The Rules of Engagement
Sim Singh took a breath, put the phone to his ear and readied himself. He was about to make his very first cold call, and the target was a well-known CEO.
Singh was a business development rep at Braze, a cloud-based customer engagement platform. While Braze’s BDRs frequently use creative methods to reach out to leads, Singh was so new that he didn’t have any bells and whistles. He was going to have to get through this challenge on grit, training and intuition alone.
He pressed “call” and waited in silence while the phone rang.
“It was 5 p.m. on a Friday,” Singh said, remembering. “I reached the CEO while he was in his car with his wife and kids. I felt a little awkward, but he was super nice.”
Although Singh was nervous, he and the CEO immediately connected. The business leader had heard of Braze before, and Singh was able to describe the value the company could provide as a potential partner for the future.
“I was able to book a meeting with him for the next week, which was pretty awesome,” Singh said. “To hit up a CEO and land a meeting on the first cold call was just a great start to the role.”

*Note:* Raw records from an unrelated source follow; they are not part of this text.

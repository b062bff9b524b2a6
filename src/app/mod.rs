pub mod docs;
pub mod openapi;
pub mod router;
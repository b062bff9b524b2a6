use utoipa::OpenApi;

#[derive(OpenApi)]
#[openapi(
    info(
        title = "Sticky Notes",
        description = "JSON API over the note service used by the HTML pages"
    ),
    paths(
        crate::core::http::handlers::health,
        crate::core::http::handlers::db_health,
        crate::notes::http::handlers::list_notes,
        crate::notes::http::handlers::create_note,
        crate::notes::http::handlers::get_note,
        crate::notes::http::handlers::update_note,
        crate::notes::http::handlers::delete_note
    ),
    components(schemas(
        crate::error::ErrorBody,
        crate::core::http::DbHealth,
        crate::notes::FieldErrors,
        crate::notes::http::NoteRequest,
        crate::notes::http::NoteDto,
        crate::notes::http::NoteListDto,
        crate::notes::http::DeletedNoteDto
    )),
    tags(
        (name = "Core", description = "Service health endpoints"),
        (name = "Notes", description = "Sticky notes endpoints")
    )
)]
pub struct ApiDoc;
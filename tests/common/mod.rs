#![allow(dead_code)]

use axum::{
    Router,
    body::{Body, to_bytes},
    http::{HeaderMap, Method, Request, StatusCode, header},
};
use serde_json::Value;
use sqlx::SqlitePool;
use sticky_notes::notes::{Note, NoteInput, NoteService, SqliteNoteStore};
use sticky_notes::{AppState, app::router::build_router};
use tower::ServiceExt;

pub struct TestApp {
    app: Router,
}

pub struct TestResponse {
    pub status: StatusCode,
    pub headers: HeaderMap,
    pub body: Vec<u8>,
}

impl TestResponse {
    pub fn text(&self) -> String {
        String::from_utf8(self.body.clone()).expect("response is not valid utf-8 text")
    }

    pub fn json(&self) -> Value {
        if self.body.is_empty() {
            return Value::Null;
        }
        serde_json::from_slice(&self.body).expect("response is not valid json")
    }

    pub fn location(&self) -> Option<&str> {
        self.headers
            .get(header::LOCATION)
            .and_then(|v| v.to_str().ok())
    }

    pub fn session_cookie(&self) -> String {
        let set_cookie = self
            .headers
            .get(header::SET_COOKIE)
            .and_then(|v| v.to_str().ok())
            .expect("response did not set a session cookie");
        set_cookie
            .split(';')
            .next()
            .unwrap_or_default()
            .to_string()
    }
}

pub fn service(pool: &SqlitePool) -> NoteService<SqliteNoteStore> {
    NoteService::new(SqliteNoteStore::new(pool.clone()))
}

pub async fn seed_note(pool: &SqlitePool, title: &str, content: &str) -> Note {
    service(pool)
        .create_note(&NoteInput::new(title, content))
        .await
        .expect("failed to seed note")
}

pub async fn count_notes(pool: &SqlitePool) -> i64 {
    sqlx::query_scalar("SELECT COUNT(*) FROM notes")
        .fetch_one(pool)
        .await
        .expect("failed to count notes")
}

impl TestApp {
    pub fn new(db: SqlitePool) -> Self {
        Self {
            app: build_router(AppState::new(db)),
        }
    }

    pub async fn get(&self, path: &str) -> TestResponse {
        self.request(Method::GET, path, None).await
    }

    pub async fn get_with_cookie(&self, path: &str, cookie: &str) -> (StatusCode, String) {
        let req = Request::builder()
            .method(Method::GET)
            .uri(path)
            .header(header::COOKIE, cookie)
            .body(Body::empty())
            .expect("failed to build request");
        let res = self.send(req).await;
        (res.status, res.text())
    }

    pub async fn get_text(&self, path: &str) -> (StatusCode, String) {
        let res = self.get(path).await;
        (res.status, res.text())
    }

    pub async fn get_json(&self, path: &str) -> (StatusCode, Value) {
        let res = self.get(path).await;
        (res.status, res.json())
    }

    pub async fn post_json(&self, path: &str, body: Value) -> (StatusCode, Value) {
        let res = self.send_json(Method::POST, path, body).await;
        (res.status, res.json())
    }

    pub async fn put_json(&self, path: &str, body: Value) -> (StatusCode, Value) {
        let res = self.send_json(Method::PUT, path, body).await;
        (res.status, res.json())
    }

    pub async fn delete_json(&self, path: &str) -> (StatusCode, Value) {
        let res = self.request(Method::DELETE, path, None).await;
        (res.status, res.json())
    }

    pub async fn post_form(&self, path: &str, fields: &[(&str, &str)]) -> TestResponse {
        let body = serde_urlencoded::to_string(fields).expect("failed to encode form");
        self.request(
            Method::POST,
            path,
            Some(("application/x-www-form-urlencoded", body.into_bytes())),
        )
        .await
    }

    async fn send_json(&self, method: Method, path: &str, body: Value) -> TestResponse {
        let bytes = serde_json::to_vec(&body).expect("failed to serialize request body");
        self.request(method, path, Some(("application/json", bytes)))
            .await
    }

    async fn request(
        &self,
        method: Method,
        path: &str,
        body: Option<(&str, Vec<u8>)>,
    ) -> TestResponse {
        let mut req_builder = Request::builder().method(method).uri(path);

        let body = match body {
            Some((content_type, bytes)) => {
                req_builder = req_builder.header(header::CONTENT_TYPE, content_type);
                Body::from(bytes)
            }
            None => Body::empty(),
        };

        let req = req_builder.body(body).expect("failed to build request");
        self.send(req).await
    }

    async fn send(&self, req: Request<Body>) -> TestResponse {
        let response = self
            .app
            .clone()
            .oneshot(req)
            .await
            .expect("request execution failed");

        let status = response.status();
        let headers = response.headers().clone();
        let bytes = to_bytes(response.into_body(), 1024 * 1024)
            .await
            .expect("failed to read response body");

        TestResponse {
            status,
            headers,
            body: bytes.to_vec(),
        }
    }
}
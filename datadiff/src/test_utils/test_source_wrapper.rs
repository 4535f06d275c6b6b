use std::fmt;
use std::sync::Arc;
use tokio::sync::RwLock;

use crate::error::{DiffError, DiffResult};
use crate::histogram::{Histogram, RecordId};
use crate::source::DataSource;

/// A call received by a [`TestSourceWrapper`].
#[derive(Debug, Clone, Copy, PartialEq, Eq)]
pub enum SourceCall {
    HistogramAll {
        interval: i64,
    },
    HistogramRange {
        gte: RecordId,
        lt: RecordId,
        interval: i64,
    },
    IdRange {
        gte: RecordId,
        lt: RecordId,
    },
}

type FailureCondition = Box<dyn Fn(&SourceCall) -> bool + Send + Sync>;

struct Inner<S> {
    wrapped_source: S,
    calls: Vec<SourceCall>,
    failures: Vec<(FailureCondition, DiffError)>,
}

/// Test wrapper for [`DataSource`] implementations that tracks every call.
///
/// Calls are recorded before they are forwarded, including calls that fail. Failures
/// registered with [`TestSourceWrapper::fail_when`] are returned instead of forwarding the
/// call to the wrapped source.
#[derive(Clone)]
pub struct TestSourceWrapper<S> {
    name: &'static str,
    inner: Arc<RwLock<Inner<S>>>,
}

impl<S> fmt::Debug for TestSourceWrapper<S> {
    fn fmt(&self, f: &mut fmt::Formatter<'_>) -> fmt::Result {
        f.debug_struct("TestSourceWrapper")
            .field("name", &self.name)
            .finish_non_exhaustive()
    }
}

impl<S> TestSourceWrapper<S>
where
    S: DataSource + Clone,
{
    pub fn wrap(source: S) -> Self {
        let name = source.name();
        let inner = Inner {
            wrapped_source: source,
            calls: Vec::new(),
            failures: Vec::new(),
        };

        Self {
            name,
            inner: Arc::new(RwLock::new(inner)),
        }
    }

    /// Returns every call received so far, in arrival order.
    pub async fn calls(&self) -> Vec<SourceCall> {
        self.inner.read().await.calls.clone()
    }

    pub async fn calls_count(&self) -> usize {
        self.inner.read().await.calls.len()
    }

    /// Makes every call matching `condition` fail with `error`.
    pub async fn fail_when<F>(&self, condition: F, error: DiffError)
    where
        F: Fn(&SourceCall) -> bool + Send + Sync + 'static,
    {
        self.inner
            .write()
            .await
            .failures
            .push((Box::new(condition), error));
    }

    /// Makes every full-range histogram fetch fail with `error`.
    pub async fn fail_histogram_all(&self, error: DiffError) {
        self.fail_when(
            |call| matches!(call, SourceCall::HistogramAll { .. }),
            error,
        )
        .await
    }

    /// Records `call` and returns either the wrapped source or the injected failure.
    async fn intercept(&self, call: SourceCall) -> DiffResult<S> {
        let mut inner = self.inner.write().await;
        inner.calls.push(call);

        if let Some((_, error)) = inner
            .failures
            .iter()
            .find(|(condition, _)| condition(&call))
        {
            return Err(error.clone());
        }

        Ok(inner.wrapped_source.clone())
    }
}

impl<S> DataSource for TestSourceWrapper<S>
where
    S: DataSource + Clone + Send + Sync,
{
    fn name(&self) -> &'static str {
        self.name
    }

    async fn fetch_histogram_all(&self, interval: i64) -> DiffResult<Histogram> {
        let source = self
            .intercept(SourceCall::HistogramAll { interval })
            .await?;

        source.fetch_histogram_all(interval).await
    }

    async fn fetch_histogram_range(
        &self,
        gte: RecordId,
        lt: RecordId,
        interval: i64,
    ) -> DiffResult<Histogram> {
        let source = self
            .intercept(SourceCall::HistogramRange { gte, lt, interval })
            .await?;

        source.fetch_histogram_range(gte, lt, interval).await
    }

    async fn fetch_id_range(&self, gte: RecordId, lt: RecordId) -> DiffResult<Vec<RecordId>> {
        let source = self.intercept(SourceCall::IdRange { gte, lt }).await?;

        source.fetch_id_range(gte, lt).await
    }
}
//! Shared configuration types for datadiff runs.

mod base;
mod diff;
mod fetch;
mod source;

pub use base::ValidationError;
pub use diff::{DiffConfig, InitialInterval, ReconcileConfig};
pub use fetch::{FetchConfig, RetryConfig};
pub use source::SourceConfig;
use std::fmt;
use std::io::Error;

/// Name of the environment variable which selects the runtime environment.
const APP_ENVIRONMENT_ENV_NAME: &str = "APP_ENVIRONMENT";

/// Name of the development environment.
const DEV_ENV_NAME: &str = "dev";

/// Name of the production environment.
const PROD_ENV_NAME: &str = "prod";

/// Runtime environment a datadiff run executes in.
///
/// Selects the environment-specific configuration file and the log output format.
#[derive(Debug, Clone, Copy, PartialEq, Eq)]
pub enum Environment {
    /// Local runs: human-readable logs, `configuration/dev.*` overrides.
    Dev,
    /// Scheduled runs: JSON logs, `configuration/prod.*` overrides.
    Prod,
}

impl Environment {
    /// Loads the environment from `APP_ENVIRONMENT`, defaulting to [`Environment::Dev`].
    pub fn load() -> Result<Environment, Error> {
        std::env::var(APP_ENVIRONMENT_ENV_NAME)
            .unwrap_or_else(|_| DEV_ENV_NAME.into())
            .try_into()
    }

    /// Returns the lowercase name used for file lookups.
    pub fn as_str(&self) -> &'static str {
        match self {
            Environment::Dev => DEV_ENV_NAME,
            Environment::Prod => PROD_ENV_NAME,
        }
    }

    pub fn is_prod(&self) -> bool {
        matches!(self, Environment::Prod)
    }
}

impl fmt::Display for Environment {
    fn fmt(&self, f: &mut fmt::Formatter) -> fmt::Result {
        f.write_str(self.as_str())
    }
}

impl TryFrom<String> for Environment {
    type Error = Error;

    /// Parses an environment name case-insensitively.
    fn try_from(s: String) -> Result<Self, Self::Error> {
        match s.to_lowercase().as_str() {
            DEV_ENV_NAME => Ok(Self::Dev),
            PROD_ENV_NAME => Ok(Self::Prod),
            other => Err(Error::other(format!(
                "{other} is not a supported environment. Use either `{DEV_ENV_NAME}` or `{PROD_ENV_NAME}`.",
            ))),
        }
    }
}

#[cfg(test)]
mod tests {
    use super::*;

    #[test]
    fn parses_known_environments_case_insensitively() {
        assert_eq!(
            Environment::try_from("DEV".to_string()).unwrap(),
            Environment::Dev
        );
        assert_eq!(
            Environment::try_from("prod".to_string()).unwrap(),
            Environment::Prod
        );
        assert!(Environment::try_from("prod".to_string()).unwrap().is_prod());
    }

    #[test]
    fn rejects_unknown_environment() {
        let err = Environment::try_from("staging".to_string()).unwrap_err();
        assert!(err.to_string().contains("staging"));
    }
}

According to Braze employees, working in the BDR org holds many rewards beyond exposure to C-suite executives and the big deals that can result. In addition, employees use highly creative methods to reach out to clients — including video skits and clever gifts — while also following a litany of avenues toward promotion and career development, thanks to Braze’s passion for internal growth.
Built In Chicago sat down with former BDRs Singh, Zana Thaqi and Jonah Chernoff to talk about their experiences at Braze — and how their careers have taken flight since they joined.
Braze at a Glance
I. C-Suite Exposure
A lot of the leads at Braze are high level, which is exciting. How does having C-suite executives as prospects positively affect your business acumen?

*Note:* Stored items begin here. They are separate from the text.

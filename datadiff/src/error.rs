//! Error types and result definitions for reconciliation runs.
//!
//! [`DiffError`] carries a classification ([`ErrorKind`]), a static description, optional
//! dynamic detail, an optional originating error and the callsite that created it. The
//! reconciler never inspects errors beyond their kind: any failure aborts the run and is
//! handed back to the caller unchanged.

use std::borrow::Cow;
use std::error;
use std::fmt;
use std::panic::Location;
use std::sync::Arc;

/// Convenient result type for datadiff operations.
pub type DiffResult<T> = Result<T, DiffError>;

/// Classification of a [`DiffError`].
#[derive(PartialEq, Eq, Copy, Clone, Debug, Hash)]
#[non_exhaustive]
pub enum ErrorKind {
    // Source errors
    SourceConnectionFailed,
    SourceQueryFailed,
    SourceTimeout,
    SourceDeserializationFailed,
    SourceInvalidResponse,

    // Configuration errors
    ConfigError,
    UnsupportedDriver,

    // General errors
    InvalidData,
    IoError,
    Unknown,
}

impl ErrorKind {
    /// Returns whether this kind describes a failure to fetch from a data source.
    pub fn is_source_error(self) -> bool {
        matches!(
            self,
            ErrorKind::SourceConnectionFailed
                | ErrorKind::SourceQueryFailed
                | ErrorKind::SourceTimeout
                | ErrorKind::SourceDeserializationFailed
                | ErrorKind::SourceInvalidResponse
        )
    }

    /// Returns whether a failed fetch of this kind may succeed when attempted again.
    pub fn is_transient(self) -> bool {
        matches!(
            self,
            ErrorKind::SourceConnectionFailed | ErrorKind::SourceTimeout
        )
    }
}

/// Main error type of the crate.
#[derive(Debug, Clone)]
pub struct DiffError {
    kind: ErrorKind,
    description: Cow<'static, str>,
    detail: Option<Cow<'static, str>>,
    source: Option<Arc<dyn error::Error + Send + Sync>>,
    location: &'static Location<'static>,
}

impl DiffError {
    #[track_caller]
    fn from_components(
        kind: ErrorKind,
        description: Cow<'static, str>,
        detail: Option<Cow<'static, str>>,
        source: Option<Arc<dyn error::Error + Send + Sync>>,
    ) -> Self {
        DiffError {
            kind,
            description,
            detail,
            source,
            location: Location::caller(),
        }
    }

    pub fn kind(&self) -> ErrorKind {
        self.kind
    }

    pub fn description(&self) -> &str {
        &self.description
    }

    pub fn detail(&self) -> Option<&str> {
        self.detail.as_deref()
    }

    /// Returns the callsite that created this error.
    pub fn location(&self) -> &'static Location<'static> {
        self.location
    }

    /// Shorthand for `self.kind().is_source_error()`.
    pub fn is_source_error(&self) -> bool {
        self.kind.is_source_error()
    }

    /// Attaches the originating error, exposed through [`error::Error::source`].
    pub fn with_source<E>(mut self, source: E) -> Self
    where
        E: error::Error + Send + Sync + 'static,
    {
        self.source = Some(Arc::new(source));
        self
    }
}

impl PartialEq for DiffError {
    fn eq(&self, other: &DiffError) -> bool {
        self.kind == other.kind
            && self.description == other.description
            && self.detail == other.detail
    }
}

impl fmt::Display for DiffError {
    fn fmt(&self, f: &mut fmt::Formatter<'_>) -> fmt::Result {
        write!(f, "[{:?}] {}", self.kind, self.description)?;

        if let Some(detail) = &self.detail {
            let mut lines = detail.lines();
            if let Some(first) = lines.next() {
                write!(f, ": {first}")?;
            }
            for line in lines {
                write!(f, "\n  {line}")?;
            }
        }

        Ok(())
    }
}

impl error::Error for DiffError {
    fn source(&self) -> Option<&(dyn error::Error + 'static)> {
        self.source
            .as_ref()
            .map(|source| source.as_ref() as &(dyn error::Error + 'static))
    }
}

/// Creates a [`DiffError`] from an error kind and static description.
impl From<(ErrorKind, &'static str)> for DiffError {
    #[track_caller]
    fn from((kind, desc): (ErrorKind, &'static str)) -> DiffError {
        DiffError::from_components(kind, Cow::Borrowed(desc), None, None)
    }
}

/// Creates a [`DiffError`] from an error kind, static description, and dynamic detail.
impl<D> From<(ErrorKind, &'static str, D)> for DiffError
where
    D: Into<Cow<'static, str>>,
{
    #[track_caller]
    fn from((kind, desc, detail): (ErrorKind, &'static str, D)) -> DiffError {
        DiffError::from_components(kind, Cow::Borrowed(desc), Some(detail.into()), None)
    }
}

impl From<std::io::Error> for DiffError {
    #[track_caller]
    fn from(err: std::io::Error) -> DiffError {
        let detail = err.to_string();
        DiffError::from_components(
            ErrorKind::IoError,
            Cow::Borrowed("I/O operation failed"),
            Some(Cow::Owned(detail)),
            Some(Arc::new(err)),
        )
    }
}

/// Converts [`serde_json::Error`] into a deserialization failure of a source response.
impl From<serde_json::Error> for DiffError {
    #[track_caller]
    fn from(err: serde_json::Error) -> DiffError {
        let (kind, description) = match err.classify() {
            serde_json::error::Category::Io => (ErrorKind::IoError, "JSON I/O operation failed"),
            serde_json::error::Category::Syntax
            | serde_json::error::Category::Data
            | serde_json::error::Category::Eof => (
                ErrorKind::SourceDeserializationFailed,
                "JSON deserialization failed",
            ),
        };

        let detail = err.to_string();
        DiffError::from_components(
            kind,
            Cow::Borrowed(description),
            Some(Cow::Owned(detail)),
            Some(Arc::new(err)),
        )
    }
}

impl From<datadiff_config::shared::ValidationError> for DiffError {
    #[track_caller]
    fn from(err: datadiff_config::shared::ValidationError) -> DiffError {
        let kind = match &err {
            datadiff_config::shared::ValidationError::UnknownDriver(_) => {
                ErrorKind::UnsupportedDriver
            }
            _ => ErrorKind::ConfigError,
        };

        let detail = err.to_string();
        DiffError::from_components(
            kind,
            Cow::Borrowed("Invalid configuration"),
            Some(Cow::Owned(detail)),
            Some(Arc::new(err)),
        )
    }
}

#[cfg(feature = "mysql")]
impl From<sqlx::Error> for DiffError {
    #[track_caller]
    fn from(err: sqlx::Error) -> DiffError {
        let kind = match &err {
            sqlx::Error::Io(_)
            | sqlx::Error::Tls(_)
            | sqlx::Error::PoolClosed
            | sqlx::Error::PoolTimedOut
            | sqlx::Error::WorkerCrashed => ErrorKind::SourceConnectionFailed,
            sqlx::Error::Configuration(_) => ErrorKind::ConfigError,
            sqlx::Error::ColumnDecode { .. } | sqlx::Error::Decode(_) => {
                ErrorKind::SourceDeserializationFailed
            }
            _ => ErrorKind::SourceQueryFailed,
        };

        let detail = err.to_string();
        DiffError::from_components(
            kind,
            Cow::Borrowed("Database operation failed"),
            Some(Cow::Owned(detail)),
            Some(Arc::new(err)),
        )
    }
}

#[cfg(feature = "elasticsearch")]
impl From<reqwest::Error> for DiffError {
    #[track_caller]
    fn from(err: reqwest::Error) -> DiffError {
        let (kind, description) = if err.is_timeout() {
            (ErrorKind::SourceTimeout, "HTTP request timed out")
        } else if err.is_connect() || err.is_request() {
            (ErrorKind::SourceConnectionFailed, "HTTP request failed")
        } else if err.is_decode() {
            (
                ErrorKind::SourceDeserializationFailed,
                "HTTP response could not be decoded",
            )
        } else if err.is_status() {
            (ErrorKind::SourceQueryFailed, "HTTP request was rejected")
        } else {
            (ErrorKind::SourceQueryFailed, "HTTP request failed")
        };

        let detail = err.to_string();
        DiffError::from_components(
            kind,
            Cow::Borrowed(description),
            Some(Cow::Owned(detail)),
            Some(Arc::new(err)),
        )
    }
}

#[cfg(test)]
mod tests {
    use std::error::Error;

    use super::*;
    use crate::{bail, diff_error};

    fn failing() -> DiffResult<()> {
        bail!(
            ErrorKind::SourceQueryFailed,
            "Histogram query failed",
            format!("index `{}` missing", "orders")
        );
    }

    #[test]
    fn display_includes_kind_description_and_detail() {
        let err = failing().unwrap_err();

        assert_eq!(err.kind(), ErrorKind::SourceQueryFailed);
        assert_eq!(
            err.to_string(),
            "[SourceQueryFailed] Histogram query failed: index `orders` missing"
        );
        assert!(err.location().file().ends_with("error.rs"));
    }

    #[test]
    fn source_is_preserved_across_clones() {
        let io = std::io::Error::other("socket closed");
        let err = diff_error!(
            ErrorKind::SourceConnectionFailed,
            "Connection lost",
            source: io
        );
        let cloned = err.clone();

        assert_eq!(err, cloned);
        assert_eq!(cloned.source().unwrap().to_string(), "socket closed");
    }

    #[test]
    fn kinds_are_grouped() {
        assert!(ErrorKind::SourceTimeout.is_source_error());
        assert!(ErrorKind::SourceTimeout.is_transient());
        assert!(ErrorKind::SourceQueryFailed.is_source_error());
        assert!(!ErrorKind::SourceQueryFailed.is_transient());
        assert!(!ErrorKind::ConfigError.is_source_error());
    }

    #[test]
    fn unknown_driver_maps_to_unsupported_driver() {
        let err: DiffError =
            datadiff_config::shared::ValidationError::UnknownDriver("redis".to_string()).into();
        assert_eq!(err.kind(), ErrorKind::UnsupportedDriver);
        assert!(err.to_string().contains("redis"));
    }
}
//! Data sources queried by the reconciler.
//!
//! [`DataSource`] is the contract every backend implements. [`AnySource`] selects a
//! backend from configuration, and [`TimeoutSource`] and [`RetryingSource`] add deadlines
//! and retries on top of any source.

mod any;
mod base;
#[cfg(feature = "elasticsearch")]
pub mod elasticsearch;
pub mod memory;
#[cfg(feature = "mysql")]
pub mod mysql;
mod retry;
mod timeout;

pub use any::{AnySource, ConfiguredSource};
pub use base::DataSource;
pub use memory::MemorySource;
pub use retry::RetryingSource;
pub use timeout::TimeoutSource;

Account Executive Sim Singh: You need to have a certain level of competence to have a conversation with somebody who is a business leader at a large organization — or any organization, right? I mean, these are people who have their ducks in a row. And that kind of forces you as a seller to have really vast knowledge of not only our space, but also their business. So if you get them on the phone, speaking to a CMO or CEO, you need to be confident about how your organization can help them know more about their business. Professionalism goes a long way as well. But the main skill you build is confidence, because cold-calling can be a nerve-wracking thing. But once you get a few calls like that under your belt, it becomes such a breeze.

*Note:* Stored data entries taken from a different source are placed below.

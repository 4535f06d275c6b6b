use std::time::Duration;
use serde::{Deserialize, Serialize};

use crate::shared::ValidationError;

/// Settings applied to every call made against a data source.
#[derive(Clone, Debug, Serialize, Deserialize)]
#[serde(rename_all = "snake_case")]
pub struct FetchConfig {
    /// Deadline for a single histogram or identifier fetch, in milliseconds.
    #[serde(default = "default_timeout_ms")]
    pub timeout_ms: u64,
    /// Retry behavior for transient fetch failures.
    #[serde(default)]
    pub retry: RetryConfig,
}

impl FetchConfig {
    pub const DEFAULT_TIMEOUT_MS: u64 = 30_000;

    pub fn timeout(&self) -> Duration {
        Duration::from_millis(self.timeout_ms)
    }

    pub fn validate(&self) -> Result<(), ValidationError> {
        if self.timeout_ms == 0 {
            return Err(ValidationError::invalid_field(
                "fetch.timeout_ms",
                "must be greater than 0",
            ));
        }

        self.retry.validate()
    }
}

impl Default for FetchConfig {
    fn default() -> Self {
        Self {
            timeout_ms: default_timeout_ms(),
            retry: RetryConfig::default(),
        }
    }
}

fn default_timeout_ms() -> u64 {
    FetchConfig::DEFAULT_TIMEOUT_MS
}

/// Exponential backoff for transient fetch failures.
///
/// Reconciliation is fail-fast: with the default of a single attempt, the first
/// connection failure or timeout aborts the run.
#[derive(Clone, Debug, Serialize, Deserialize)]
#[serde(rename_all = "snake_case")]
pub struct RetryConfig {
    /// Total attempts per fetch, including the first one.
    ///
    /// Default: 1 (no retries)
    #[serde(default = "default_max_attempts")]
    pub max_attempts: u32,

    /// Delay before the first retry, in milliseconds.
    ///
    /// Default: 100ms
    #[serde(default = "default_initial_delay_ms")]
    pub initial_delay_ms: u64,

    /// Upper bound for the delay between two attempts, in milliseconds.
    ///
    /// Default: 5000ms
    #[serde(default = "default_max_delay_ms")]
    pub max_delay_ms: u64,

    /// Multiplier applied to the delay after each failed attempt. Must be >= 1.0.
    ///
    /// Default: 2.0
    #[serde(default = "default_backoff_multiplier")]
    pub backoff_multiplier: f64,
}

impl RetryConfig {
    pub fn initial_delay(&self) -> Duration {
        Duration::from_millis(self.initial_delay_ms)
    }

    pub fn max_delay(&self) -> Duration {
        Duration::from_millis(self.max_delay_ms)
    }

    /// Returns whether failed fetches are retried at all.
    pub fn is_enabled(&self) -> bool {
        self.max_attempts > 1
    }

    pub fn validate(&self) -> Result<(), ValidationError> {
        if self.max_attempts == 0 {
            return Err(ValidationError::invalid_field(
                "fetch.retry.max_attempts",
                "must be greater than 0",
            ));
        }

        if self.backoff_multiplier.is_nan() || self.backoff_multiplier < 1.0 {
            return Err(ValidationError::invalid_field(
                "fetch.retry.backoff_multiplier",
                "must be greater than or equal to 1.0",
            ));
        }

        if self.max_delay_ms < self.initial_delay_ms {
            return Err(ValidationError::invalid_field(
                "fetch.retry.max_delay_ms",
                "must not be lower than `initial_delay_ms`",
            ));
        }

        Ok(())
    }
}

impl Default for RetryConfig {
    fn default() -> Self {
        Self {
            max_attempts: default_max_attempts(),
            initial_delay_ms: default_initial_delay_ms(),
            max_delay_ms: default_max_delay_ms(),
            backoff_multiplier: default_backoff_multiplier(),
        }
    }
}

fn default_max_attempts() -> u32 {
    1
}

fn default_initial_delay_ms() -> u64 {
    100
}

fn default_max_delay_ms() -> u64 {
    5000
}

fn default_backoff_multiplier() -> f64 {
    2.0
}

Customer Success Manager Jonah Chernoff: I once made a cold call to a CTO at a company — I’d emailed him a couple of times before, so he kind of recognized my name. And we dove right into it, focusing on where they’re looking to go as a business and better understanding some of their KPIs. From that call, I actually landed a meeting with 10 other engineers. He invited us to a data panel to present. It was a pretty unique story in the sense that, just from one call — if you can develop enough rapport and really understand their business — it can lead to some pretty cool stuff.
Just from one call — if you can develop enough rapport and really understand a company’s business — it can lead to some pretty cool stuff.”
It seems like you can also get deeper into business strategy during some of these calls.
Chernoff: Yeah, definitely. If it’s a C-level executive, the call will be a lot more high-level — a lot of conversation on ROI — where, of course, if you’re talking to the director of engineering, it’s going to be a lot more nitty-gritty stuff around technology. Really understanding who you’re talking to and being able to speak their language is certainly really important in this role.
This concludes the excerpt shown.